- _Activity_: Which lines of the material contain the word "String"? Show each one.

- _Data for review_:
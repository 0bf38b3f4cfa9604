//! Error types for chanconf-update.

use thiserror::Error;

/// Result type for chanconf-update operations.
pub type Result<T> = std::result::Result<T, Error>;

/// Errors raised while computing or applying an update.
#[derive(Debug, Error)]
pub enum Error {
    /// Base and edited configs belong to different channels.
    #[error("channel mismatch: base is {base:?}, update is for {updated:?}")]
    ChannelMismatch { base: String, updated: String },

    /// The read set does not match the config it is applied to.
    #[error("version conflict at {path}: {reason}")]
    VersionConflict { path: String, reason: String },

    /// The write set breaks the version rules.
    #[error("invalid update at {path}: {reason}")]
    Validation { path: String, reason: String },

    /// Tree access failed.
    #[error(transparent)]
    Tree(#[from] chanconf_tree::Error),
}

- _Solution below_:
    ChannelMismatch { base: String, updated: String },
    VersionConflict { path: String, reason: String },
    Validation { path: String, reason: String },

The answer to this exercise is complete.